Honestly? Well, okay. We disagree there.

Apologies if I came off as touchy. I was probably reading you wrong. (My quotes didn't mean to imply literalism, but rather, 'the concept of.') It's a Monday after all.

It seems to me that everything was easier when two hegemons held all of the cards. Now that it's every man for himself, it's interesting to see states trying to (re)define themselves. Notice how much of the political rhetoric looks backward, not forward. I may well be wrong about Iran, but I meant it only as one example out of hundreds. It's also possible that I'm ascribing too much weight to the rise of religious conservatives here in the US . . . but stuff like this keeps coming up.
posted by _sirmissalot_ at 5:22 PM on June 27, 2005


It's also possible that I'm ascribing too much weight to the rise of religious conservatives here in the US

Oh, I doubt that—I think it's an extremely serious development. I just don't think it has anything to do with Iran or Europe. It's America's very own form of madness.
posted by languagehat at 5:47 PM on June 27, 2005


"Now that I think about it, this is the first news I've ever read about rampant anti-Semitism in Russia."

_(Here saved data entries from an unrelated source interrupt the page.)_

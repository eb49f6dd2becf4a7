//! Arbitration of the shared hardware bus
//!
//! The multiplexer, voltage meter, relay expander and GPIO outputs sit behind
//! one async mutex. Every access waits at most the configured lock timeout;
//! on expiry the operation is abandoned with [`BmsError::BusTimeout`].

use crate::config::BusConfig;
use crate::error::{BmsError, Result};
use crate::hardware::Hardware;
use crate::logging::{StructuredLogger, get_logger};
use std::time::Duration;
use tokio::sync::{Mutex, MutexGuard};
use tokio::time::timeout;

/// Sole owner of the hardware bus
pub struct BusArbiter {
    hw: Mutex<Hardware>,
    lock_timeout: Duration,
    mux_addr: u16,
    relay_addr: u16,
    relay_register: u8,
    relay_mux_channel: u8,
    logger: StructuredLogger,
}

impl BusArbiter {
    pub fn new(hw: Hardware, config: &BusConfig) -> Self {
        Self {
            hw: Mutex::new(hw),
            lock_timeout: Duration::from_millis(config.lock_timeout_ms),
            mux_addr: config.multiplexer_address,
            relay_addr: config.relay_address,
            relay_register: config.relay_register,
            relay_mux_channel: config.relay_mux_channel,
            logger: get_logger("bus"),
        }
    }

    pub const fn mux_address(&self) -> u16 {
        self.mux_addr
    }

    /// Acquire the bus, waiting at most the lock timeout
    pub async fn lock(&self, operation: &str) -> Result<MutexGuard<'_, Hardware>> {
        match timeout(self.lock_timeout, self.hw.lock()).await {
            Ok(guard) => Ok(guard),
            Err(_) => {
                self.logger.error(&format!(
                    "Bus lock not acquired within {} ms for {}; operation skipped",
                    self.lock_timeout.as_millis(),
                    operation
                ));
                Err(BmsError::bus_timeout(operation))
            }
        }
    }

    /// Run `op` with exclusive bus access
    pub async fn with_bus<T, F>(&self, operation: &str, op: F) -> Result<T>
    where
        F: FnOnce(&mut Hardware) -> Result<T>,
    {
        let mut guard = self.lock(operation).await?;
        op(&mut *guard).inspect_err(|e| {
            self.logger
                .warn(&format!("Bus operation {} failed: {}", operation, e));
        })
    }

    /// Write a relay pattern (0 opens every relay)
    pub async fn set_relay_mask(&self, mask: u8) -> Result<()> {
        let (mux, ch, addr, reg) = (
            self.mux_addr,
            self.relay_mux_channel,
            self.relay_addr,
            self.relay_register,
        );
        self.logger.debug(&format!(
            "Relay mask {:#06b} -> {:#04x} reg {:#04x} (mux {:#04x} ch {})",
            mask, addr, reg, mux, ch
        ));
        self.with_bus("relay write", |hw| {
            hw.bus.select_channel(mux, ch)?;
            hw.bus.write_byte_data(addr, reg, mask)
        })
        .await
    }

    pub async fn set_converter_enabled(&self, enabled: bool) -> Result<()> {
        self.logger
            .debug(&format!("DC-DC converter {}", if enabled { "on" } else { "off" }));
        self.with_bus("converter output", |hw| hw.pins.set_converter(enabled))
            .await
    }

    pub async fn set_alarm_enabled(&self, enabled: bool) -> Result<()> {
        self.with_bus("alarm output", |hw| hw.pins.set_alarm(enabled))
            .await
    }

    /// Read one byte from a device behind a multiplexer channel
    pub async fn probe(&self, channel: u8, addr: u16) -> Result<u8> {
        let mux = self.mux_addr;
        self.with_bus("device probe", |hw| {
            hw.bus.select_channel(mux, channel)?;
            hw.bus.read_byte(addr)
        })
        .await
    }
}

#[cfg(test)]
mod tests {
    use super::*;
    use crate::banks::RelayTable;
    use crate::config::Config;
    use crate::hardware::sim::SimulatedPack;

    fn arbiter() -> (BusArbiter, SimulatedPack) {
        let config = Config::default();
        let pack = SimulatedPack::new(
            &config,
            &RelayTable::three_bank_default(),
            vec![3.7, 3.7, 3.7],
        );
        let hw = Hardware::new(Box::new(pack.bus()), Box::new(pack.pins()));
        (BusArbiter::new(hw, &config.bus), pack)
    }

    #[tokio::test]
    async fn relay_and_outputs_reach_hardware() {
        let (arb, pack) = arbiter();
        arb.set_relay_mask(0b1011).await.unwrap();
        arb.set_converter_enabled(true).await.unwrap();
        arb.set_alarm_enabled(true).await.unwrap();
        assert_eq!(pack.relay_mask(), 0b1011);
        assert!(pack.converter_enabled());
        assert!(pack.alarm_enabled());
    }

    #[tokio::test(start_paused = true)]
    async fn lock_wait_is_bounded() {
        let (arb, pack) = arbiter();
        let _held = arb.lock("test holder").await.unwrap();
        let err = arb.set_relay_mask(0b0111).await.unwrap_err();
        assert!(matches!(err, BmsError::BusTimeout { .. }));
        assert_eq!(pack.relay_mask(), 0);
    }

    #[tokio::test]
    async fn probe_reports_missing_device() {
        let (arb, pack) = arbiter();
        assert!(arb.probe(0, 0x48).await.is_ok());
        pack.set_absent(0x48, true);
        let err = arb.probe(0, 0x48).await.unwrap_err();
        assert!(err.is_bus_error());
    }
}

Redteam, it doesn't have to be news, Russia has always been an anti-Semitic society. My own father believes that the Holocaust was exaggerated, him being the non-jewish side of my family. This kind of news never suprises me, but your treatment of the issue is offensive.
posted by vodkadin at 9:21 PM on June 27, 2005


Languagehat: I so wish you are right about politics being local, but I fear you are quite mistaken. The world has moved on, its a changed place. The right swing in Europe is not isolated to the Netherlands. The same shit is infesting Belgium and France.

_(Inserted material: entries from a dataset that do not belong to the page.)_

#![no_main]
use libfuzzer_sys::fuzz_target;

fuzz_target!(|data: &[u8]| {
    // First byte picks the expected register count, the rest is the frame
    let Some((&count, frame)) = data.split_first() else {
        return;
    };
    let count = u16::from(count % 64);

    if let Ok(values) = bankwarden::modbus::decode_response(frame, count, 100.0) {
        assert_eq!(values.len(), usize::from(count));
    }
});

Anti-semitism? I had so thought the world was past that. Is there any single thing that is true of at least a vast majority of Hebrews, that isn't true of most humans? If we must have nationalism, why can't people take pride in their own culture/nation without putting another down?
posted by Goofyy at 4:07 AM on June 28, 2005


redteam, I find that statement offensive. Did most immigrants from Russia falsifiy their ethnic Jewishness to immigrate to America? I don't think that's true at all - I think most of genuinely do have Jewish roots, even if they are not followers of the religion or major participants in the Jewish community.
In fairness to redteam (and I must say I found his original NYTMag comment more than a little off-putting), it is indeed a well-known and significant phenomenon that Russians with no Jewish roots whatsoever have used fraud to claim Jewish status and thus emigrate from Russia - especially to Germany or Israel. The fraction of emigrating 'Jews' who are fakes is nothing like a majority, but redteam never indicated that it was (outside of his own personal experience).
posted by kickingtheground at 11:39 AM on June 28, 2005


Thanks to MeFi outrage (ok, probably not) the Russian prosecutor has called off the investigation, though they still reserve the right to investigate in the future, and they want unknown "concessions" from Israel in return. In the words of an analyst, " "When you ask the Kremlin for a favor, it can be assumed that the Kremlin will ask favors in return." Sketchy.